Cell trajectories were delineated through pseudotime ordering analysis

Monocle 2 (version 2.22.0) was used to perform the pseudotime analysis [18]. By estimating the size factor of trajectory inference, the raw count data of CCT precursor cells and CCT cells was normalized for pseudotime analysis. A pseudo-temporal trajectory [19] was constructed using genes that are highly discrete and expressed (discrete estimate ≥ 1, average expression ≥ 0.1). A default set of parameters was applied to DDRTree algorithm 1. To delve deeper into these branching events, Branch Expression Analysis Modeling implemented in Monocle 2 was utilized, aiding in the identification of all significantly branch-dependent gene expressions [18]. Monocle 2 was employed to visualize the branch-dependent expression pattern as a heatmap.

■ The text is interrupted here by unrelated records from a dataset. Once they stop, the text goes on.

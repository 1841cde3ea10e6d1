//! Captured query records.
//!
//! `LastExecutedQueryInfo` is what the comparison consumer diffs against the
//! outcome of replaying the same query against a live target.

use std::time::{Duration, SystemTime};

use serde::{Deserialize, Serialize};

use crate::core::serialization::MultiFormat;
use crate::replay::ReplayHandle;

/// Summary of a result as observed on the wire
#[derive(Debug, Clone, Default, PartialEq, Eq, Serialize, Deserialize)]
pub struct QueryResult {
    /// Columns announced by the result set header (0 for OK/ERR responses)
    pub column_count: u64,
    /// Data rows sent by the server
    pub rows_sent: u64,
    /// Rows affected, from an OK response
    pub rows_affected: u64,
    /// Last insert id, from an OK response
    pub insert_id: u64,
    pub warning_count: u16,
    /// Server error code, when the response was an ERR packet
    pub error_code: Option<u16>,
}

impl QueryResult {
    pub fn is_error(&self) -> bool {
        self.error_code.is_some()
    }
}

impl MultiFormat for QueryResult {}

/// Resolution state of a dispatched query
#[derive(Debug, Clone, Copy, Default, PartialEq, Eq, Serialize, Deserialize)]
pub enum QueryStatus {
    /// Nothing dispatched yet, or dispatched and awaiting its result
    #[default]
    Pending,
    /// The captured result was fully observed
    Completed,
    /// Superseded, malformed, or cut off by connection close before its result completed
    Incomplete,
}

/// The query most recently dispatched on a connection, with its captured outcome
#[derive(Debug, Clone, Default, PartialEq, Eq, Serialize, Deserialize)]
pub struct LastExecutedQueryInfo {
    pub query: String,
    pub result: QueryResult,
    /// Capture timestamp of the packet carrying the query
    pub begin_capture_ts: Duration,
    /// Capture timestamp of the packet that completed the result
    pub end_capture_ts: Duration,
    /// Wall clock when the parser finalized the result
    pub end_wall_ts: Option<SystemTime>,
    pub status: QueryStatus,
    /// Receipt from the replay subsystem, absent if submission failed
    pub replay_handle: Option<ReplayHandle>,
}

impl LastExecutedQueryInfo {
    /// Begin a record for a freshly dispatched query
    pub fn started(query: String, begin_capture_ts: Duration) -> Self {
        Self {
            query,
            begin_capture_ts,
            ..Self::default()
        }
    }

    /// Captured server-side duration, if the result completed
    pub fn captured_duration(&self) -> Option<Duration> {
        match self.status {
            QueryStatus::Completed => self.end_capture_ts.checked_sub(self.begin_capture_ts),
            _ => None,
        }
    }

    pub fn is_pending(&self) -> bool {
        self.status == QueryStatus::Pending && !self.query.is_empty()
    }
}

impl MultiFormat for LastExecutedQueryInfo {}
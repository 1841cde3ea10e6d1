//! # Utility Modules
//!
//! Supporting utilities for logging, timing, and statistics.
//!
//! ## Components
//! - **Logging**: tracing subscriber setup
//! - **Time**: capture timestamp conversions
//! - **Metrics**: the statistics boundary and its atomic-counter recorder

pub mod logging;
pub mod metrics;
pub mod time;

pub use metrics::{EventKind, EventTimestamps, ParserStats, StatsRecorder};
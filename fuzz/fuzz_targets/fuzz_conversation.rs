#![no_main]

use std::sync::Arc;
use std::time::Duration;

use libfuzzer_sys::fuzz_target;
use wire_playback::config::ParserConfig;
use wire_playback::protocol::{ConnectionIdentity, ConnectionRegistry, Direction, Dispatcher};
use wire_playback::replay::QueueReplayer;
use wire_playback::utils::ParserStats;

fuzz_target!(|data: &[u8]| {
    // First byte picks where the input splits into client and server streams
    let Some((&split, rest)) = data.split_first() else {
        return;
    };
    let at = usize::from(split).min(rest.len());
    let (client, server) = rest.split_at(at);

    let (replayer, _jobs) = QueueReplayer::new();
    let registry = ConnectionRegistry::new(
        ParserConfig::default(),
        Dispatcher::new(Arc::new(replayer), Arc::new(ParserStats::new())),
    );
    let id = ConnectionIdentity::new(0x7F00_0001, 40000);

    let _ = registry.deliver_bytes(id, Direction::ClientToServer, Duration::ZERO, client);
    let _ = registry.deliver_bytes(id, Direction::ServerToClient, Duration::from_millis(1), server);
    let _ = registry.notify_connection_closed(id);
});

Cell-to-cell communication analysis and ligand-receptor expression

According to the “CellChat” (version 1.1.3) R software package, CellChat objects were generated based on UMI counts matrices for each group (neoadjuvant therapy and newly diagnosed group) (http://www.github.com/sqjin/CellChat)(20) [20]. In this study, cell-to-cell communication was analyzed utilizing the default parameters of the “CellChatDB.human” ligand-receptor interaction database. In order to compare the interaction counts and strengths between groups, CellChat objects from each group were merged using the “mergeCellChat” function. NetVisual_diffInteraction was used to visualize differences in interaction quantity or intensity between different types of cells within groups. Lastly, we visualized intergroup signaling gene expression by using “netVisual_bubble” and “netVisual_aggregate”.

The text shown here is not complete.